Stanford physicians have studied injuries among the university’s nearly 1,700 student-athletes over a three-year period, gaining insight into the lasting impact of injuries.
Before any of the more than 12 million student athletes in the United States are allowed to kick, throw or hit a ball, they must fill out several pages of health forms, known as pre-participation evaluations. Most often this is done by hand, including injury updates, and so it requires an incredible effort for doctors to draw conclusions about the scale and impact of student-athlete injuries.
Now, Stanford physicians have produced a three-year medical report of the university’s nearly 1,700 student athletes during that period, providing insight into the lasting impact of injuries in greater detail than ever. The findings also support the value of electronic pre-participation evaluations (ePPE), which were used to track the students’ medical records.
Led by Gordon Matheson, a professor of orthopaedic surgery (sports medicine) at Stanford Health Care, researchers collaborated with the athletic department to enroll the school’s athletes into an ePPE program.
Students and physicians filled out the cloud-based program with multiple layers of branch-chain questions, which allowed for more thorough record-keeping than standard handwritten forms.
They marked down any injury that caused the student-athlete to miss time.
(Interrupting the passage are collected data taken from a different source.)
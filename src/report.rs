//! Human-facing output: SQL files, console summaries, category statistics

use crate::candidate::{CandidateMatch, KEY_POSITIONS};
use crate::category::Category;
use crate::discovery::Exploration;
use crate::error::Result;
use crate::sql::comment_text;
use chrono::Local;
use itertools::Itertools;
use serde::Serialize;
use std::collections::BTreeMap;
use std::fmt::Write as _;
use std::path::Path;
use tracing::info;

/// Per-category aggregate over a candidate list
#[derive(Debug, Clone, PartialEq, Serialize)]
pub struct CategorySummary {
    pub category: Category,
    pub tables: Vec<String>,
    pub average_confidence: f64,
}

impl CategorySummary {
    pub fn count(&self) -> usize {
        self.tables.len()
    }
}

/// Group candidates by category, highest average confidence first
pub fn category_summary(candidates: &[CandidateMatch]) -> Vec<CategorySummary> {
    let mut grouped: BTreeMap<Category, Vec<&CandidateMatch>> = BTreeMap::new();
    for candidate in candidates {
        grouped.entry(candidate.category).or_default().push(candidate);
    }

    let mut summaries: Vec<CategorySummary> = grouped
        .into_iter()
        .map(|(category, members)| CategorySummary {
            category,
            average_confidence: members.iter().map(|c| c.confidence).sum::<f64>() / members.len() as f64,
            tables: members.iter().map(|c| c.table_name.clone()).collect(),
        })
        .collect();

    summaries.sort_by(|a, b| {
        b.average_confidence
            .total_cmp(&a.average_confidence)
            .then_with(|| a.category.cmp(&b.category))
    });
    summaries
}

/// Render the plans of one exploration as a `.sql` script
pub fn render_sql_script(exploration: &Exploration) -> String {
    let mut out = String::new();
    let _ = writeln!(out, "-- JOIN plans for {}", comment_text(&exploration.qualified_name()));
    let _ = writeln!(out, "-- Generated: {}", Local::now().format("%Y-%m-%d %H:%M:%S"));

    for (idx, plan) in exploration.plans.iter().enumerate() {
        let _ = writeln!(out);
        let _ = writeln!(out, "-- {}. {}", idx + 1, comment_text(&plan.description));
        let _ = writeln!(out, "-- Tables: {}", comment_text(&plan.tables.join(", ")));
        let _ = writeln!(out, "-- Confidence: {}%", plan.confidence_pct());
        let _ = writeln!(out, "{};", plan.sql);
    }

    out
}

/// Write the plans of one exploration to `path`
pub fn write_sql_file(path: impl AsRef<Path>, exploration: &Exploration) -> Result<()> {
    let path = path.as_ref();
    if let Some(parent) = path.parent().filter(|p| !p.as_os_str().is_empty()) {
        std::fs::create_dir_all(parent)?;
    }

    std::fs::write(path, render_sql_script(exploration))?;
    info!("💾 {} plans written to {}", exploration.plans.len(), path.display());
    Ok(())
}

/// Console summary of an exploration
pub fn render_exploration(exploration: &Exploration) -> String {
    let mut out = String::new();
    let _ = writeln!(out, "=== {} ===", exploration.qualified_name());

    let key = match &exploration.key {
        Some(key) => key,
        None => {
            let _ = writeln!(out, "No primary key found");
            return out;
        }
    };

    let _ = writeln!(out, "Primary key: {}", key.column_names().join(", "));

    if exploration.candidates.is_empty() {
        let _ = writeln!(out, "No related tables found");
        return out;
    }

    let _ = writeln!(out, "\nRelated tables ({}):", exploration.candidates.len());
    for (idx, candidate) in exploration.candidates.iter().enumerate() {
        let _ = writeln!(
            out,
            "  {}. {} - {}/{} key positions, confidence {}% [{}]",
            idx + 1,
            candidate.table_name,
            candidate.match_count,
            KEY_POSITIONS,
            candidate.confidence_pct(),
            candidate.category
        );
        let columns = candidate
            .matched_columns
            .iter()
            .map(|c| format!("{}={}", c.key_column, c.column_name))
            .join(", ");
        let _ = writeln!(out, "     {}", columns);
    }

    let _ = writeln!(out, "\nBy category:");
    for summary in category_summary(&exploration.candidates) {
        let _ = writeln!(
            out,
            "  {}: {} table{}, average confidence {:.0}%",
            summary.category,
            summary.count(),
            if summary.count() == 1 { "" } else { "s" },
            summary.average_confidence * 100.0
        );
    }

    if !exploration.plans.is_empty() {
        let _ = writeln!(out, "\nJOIN plans:");
        for (idx, plan) in exploration.plans.iter().enumerate() {
            let _ = writeln!(out, "  {}. {}", idx + 1, plan.description);
        }
    }

    out
}

#[cfg(test)]
mod tests {
    use super::*;
    use crate::candidate::{MatchedColumn, TableKey};
    use crate::planner::JoinPlanner;
    use sqlparser::ast::Statement;
    use sqlparser::dialect::MsSqlDialect;
    use sqlparser::parser::Parser;

    fn candidate(table: &str, count: usize) -> CandidateMatch {
        let columns = (1..=count)
            .map(|position| MatchedColumn {
                column_name: format!("C{}", position),
                data_type: "int".to_string(),
                ordinal_position: position,
                key_column: format!("K{}", position),
            })
            .collect();
        CandidateMatch::new("dbo", table, columns)
    }

    fn exploration(candidates: Vec<CandidateMatch>) -> Exploration {
        let key = TableKey::new("dbo", "Fsd601", (1..=9).map(|i| format!("K{}", i)).collect());
        let plans = JoinPlanner::default().plan(&key, &candidates);
        Exploration {
            schema: "dbo".to_string(),
            table: "Fsd601".to_string(),
            key: Some(key),
            candidates,
            plans,
        }
    }

    #[test]
    fn test_category_summary_orders_by_average() {
        let summary = category_summary(&[
            candidate("Fsd010", 9),
            candidate("Fst002", 3),
            candidate("Cliente_Productos", 7),
        ]);

        assert_eq!(summary.len(), 2);
        assert_eq!(summary[0].category, Category::BancariaPersonalizada);
        assert_eq!(summary[1].category, Category::BantotalStandard);
        assert_eq!(summary[1].tables, vec!["Fsd010", "Fst002"]);
        assert!((summary[1].average_confidence - 2.0 / 3.0).abs() < 1e-9);
    }

    #[test]
    fn test_sql_script_layout() {
        let script = render_sql_script(&exploration(vec![candidate("Fsd010", 9)]));

        assert!(script.starts_with("-- JOIN plans for dbo.Fsd601\n-- Generated: "));
        assert!(script.contains("\n\n-- 1. JOIN with Fsd010 (confidence 100%) [Bantotal_Standard]\n"));
        assert!(script.contains("-- Tables: Fsd601, Fsd010\n-- Confidence: 100%\n"));
        assert!(script.contains("ORDER BY m.K1, m.K2;\n"));
        assert!(script.contains("-- 3. Row counts"));
    }

    #[test]
    fn test_sql_script_keeps_table_names_inside_comments() {
        let script = render_sql_script(&exploration(vec![candidate("Fsx\nDELETE FROM dbo.Fsd601 --", 2)]));

        assert!(script.contains("-- 1. JOIN with Fsx DELETE FROM dbo.Fsd601 --"));
        assert!(script.contains("-- Tables: Fsd601, Fsx DELETE FROM dbo.Fsd601 --\n"));

        // The name stays intact in identifiers and literals, so only whole statements are checked
        let statements = Parser::parse_sql(&MsSqlDialect {}, &script).unwrap();
        assert_eq!(statements.len(), 2);
        assert!(statements.iter().all(|s| matches!(s, Statement::Query(_))));
    }

    #[test]
    fn test_write_sql_file() {
        let path = std::env::temp_dir().join("bantotal_joins_report_test").join("fsd601.sql");
        write_sql_file(&path, &exploration(vec![candidate("Fsd010", 9)])).unwrap();

        let written = std::fs::read_to_string(&path).unwrap();
        assert!(written.contains("INNER JOIN dbo.Fsd010 t1"));

        std::fs::remove_file(&path).ok();
    }

    #[test]
    fn test_render_without_key() {
        let exploration = Exploration {
            schema: "dbo".to_string(),
            table: "Parametros".to_string(),
            key: None,
            candidates: vec![],
            plans: vec![],
        };
        let text = render_exploration(&exploration);
        assert!(text.contains("=== dbo.Parametros ==="));
        assert!(text.contains("No primary key found"));
    }

    #[test]
    fn test_render_lists_candidates_and_plans() {
        let text = render_exploration(&exploration(vec![candidate("Fsd010", 9), candidate("Fsr001", 2)]));
        assert!(text.contains("1. Fsd010 - 9/9 key positions, confidence 100% [Bantotal_Standard]"));
        assert!(text.contains("K2=C2"));
        assert!(text.contains("Bantotal_Standard: 2 tables"));
        assert!(text.contains("JOIN plans:"));
    }
}
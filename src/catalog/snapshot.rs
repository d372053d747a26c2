//! In-memory catalog built from a JSON snapshot of table metadata

use super::{CatalogReader, RawMatch};
use crate::candidate::KeyColumn;
use crate::category::{is_excluded, Category};
use crate::convention::columns_align;
use crate::error::{JoinError, Result};
use async_trait::async_trait;
use serde::{Deserialize, Serialize};
use std::collections::HashMap;
use std::path::Path;

#[derive(Debug, Clone, Serialize, Deserialize)]
pub struct SnapshotColumn {
    pub name: String,
    #[serde(default = "default_data_type")]
    pub data_type: String,
}

fn default_data_type() -> String {
    "unknown".to_string()
}

#[derive(Debug, Clone, Serialize, Deserialize)]
pub struct SnapshotTable {
    #[serde(default = "default_schema")]
    pub schema: String,
    pub name: String,
    /// Columns in ordinal order
    pub columns: Vec<SnapshotColumn>,
    #[serde(default)]
    pub primary_key: Vec<String>,
}

fn default_schema() -> String {
    "dbo".to_string()
}

impl SnapshotTable {
    pub fn new(schema: &str, name: &str, columns: &[(&str, &str)], primary_key: &[&str]) -> Self {
        Self {
            schema: schema.to_string(),
            name: name.to_string(),
            columns: columns
                .iter()
                .map(|(name, data_type)| SnapshotColumn {
                    name: name.to_string(),
                    data_type: data_type.to_string(),
                })
                .collect(),
            primary_key: primary_key.iter().map(|c| c.to_string()).collect(),
        }
    }
}

/// Catalog snapshot keyed by lower-cased `schema.table`
#[derive(Debug, Clone, Default)]
pub struct CatalogSnapshot {
    tables: Vec<SnapshotTable>,
    tables_by_name: HashMap<String, usize>,
}

impl CatalogSnapshot {
    pub fn new(tables: Vec<SnapshotTable>) -> Self {
        let tables_by_name = tables
            .iter()
            .enumerate()
            .map(|(idx, t)| (Self::lookup_key(&t.schema, &t.name), idx))
            .collect();

        Self { tables, tables_by_name }
    }

    /// Load a snapshot file holding either `{"tables": [...]}` or a bare array
    pub fn load(path: impl AsRef<Path>) -> Result<Self> {
        let path = path.as_ref();
        let content = std::fs::read_to_string(path)
            .map_err(|e| JoinError::Catalog(format!("Failed to read {}: {}", path.display(), e)))?;
        Self::from_json(&content)
            .map_err(|e| JoinError::Catalog(format!("Failed to parse {}: {}", path.display(), e)))
    }

    pub fn from_json(content: &str) -> Result<Self> {
        let value: serde_json::Value = serde_json::from_str(content)?;
        let tables: Vec<SnapshotTable> = if value.get("tables").is_some() {
            serde_json::from_value(value["tables"].clone())?
        } else {
            serde_json::from_value(value)?
        };
        Ok(Self::new(tables))
    }

    pub fn tables(&self) -> &[SnapshotTable] {
        &self.tables
    }

    pub fn table(&self, schema: &str, name: &str) -> Option<&SnapshotTable> {
        self.tables_by_name
            .get(&Self::lookup_key(schema, name))
            .map(|idx| &self.tables[*idx])
    }

    fn lookup_key(schema: &str, name: &str) -> String {
        format!("{}.{}", schema, name).to_ascii_lowercase()
    }
}

#[async_trait]
impl CatalogReader for CatalogSnapshot {
    fn name(&self) -> &'static str {
        "snapshot"
    }

    async fn get_primary_keys(&self, table: &str, schema: &str) -> Result<Option<Vec<String>>> {
        Ok(self.table(schema, table).map(|t| t.primary_key.clone()))
    }

    async fn find_columns_at_positions(
        &self,
        schema: &str,
        key: &[KeyColumn],
        exclude_table: &str,
    ) -> Result<Vec<RawMatch>> {
        let mut rows = Vec::new();

        for table in &self.tables {
            if !table.schema.eq_ignore_ascii_case(schema)
                || table.name.eq_ignore_ascii_case(exclude_table)
                || is_excluded(&table.name)
            {
                continue;
            }

            let aligned: Vec<(&KeyColumn, &SnapshotColumn)> = key
                .iter()
                .filter_map(|k| {
                    let column = table.columns.get(k.position.checked_sub(1)?)?;
                    columns_align(&k.name, &column.name, k.position).then_some((k, column))
                })
                .collect();

            if aligned.is_empty() {
                continue;
            }

            let match_count = aligned.len();
            let hint = Category::classify(&table.name).as_str().to_string();
            rows.extend(aligned.into_iter().map(|(k, column)| RawMatch {
                schema: table.schema.clone(),
                table_name: table.name.clone(),
                column_name: column.name.clone(),
                data_type: column.data_type.clone(),
                ordinal_position: k.position,
                key_column: k.name.clone(),
                match_count,
                category_hint: Some(hint.clone()),
            }));
        }

        Ok(rows)
    }
}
These mostly consisted of musculoskeletal injuries, but also included concussions, eating disorders and illnesses such as infectious mononucleosis. In total, students reported 3,126 injuries – 1,473 for women, 1,653 for men – which caused them to miss, on average, 31.4 days of competition each.
Among the findings, 11 percent of the students still suffered symptoms from a previous injury at the time of their next ePPE. Head injuries accounted for 9 percent of all injuries. Although only 3 percent of women reported a diagnosed eating disorder, 15 percent of all women reported a history of stress fractures, which can be associated with low body fat, from either disordered eating or overtraining.
Matheson said that although the data are eye-opening, interpreting the material and deciding what is particularly meaningful may be an even bigger effort.
“We know that student-athletes have a lot of injuries from sport participation. But unless we have pooled, aggregate data like this, it’s difficult to measure trends and spot areas of concern applied to prevention,” Matheson said.
Going forward, Matheson said that he’d like to drill down on specific types of injuries, such as concussions, or investigate why so many students are still symptomatic at the time of follow-up ePPEs. These types of insights, however, will require a significantly larger and more diverse data set.
“I’d love to collaborate with other schools. Several thousand groups of data would really help us see what the trends are in sport injury and what’s going on in this population,” Matheson said. “For example, lingering symptoms might mean the offseason isn’t long enough for full recovery. Or, what are the criteria to use when determining participation status for a student-athlete with characteristics of disordered eating? I think there are findings that could make sports safer.”
The study is published in the current print issue of The American Journal of Sports Medicine and was co-authored by Scott Anderson and Kevin Robell, also of Stanford.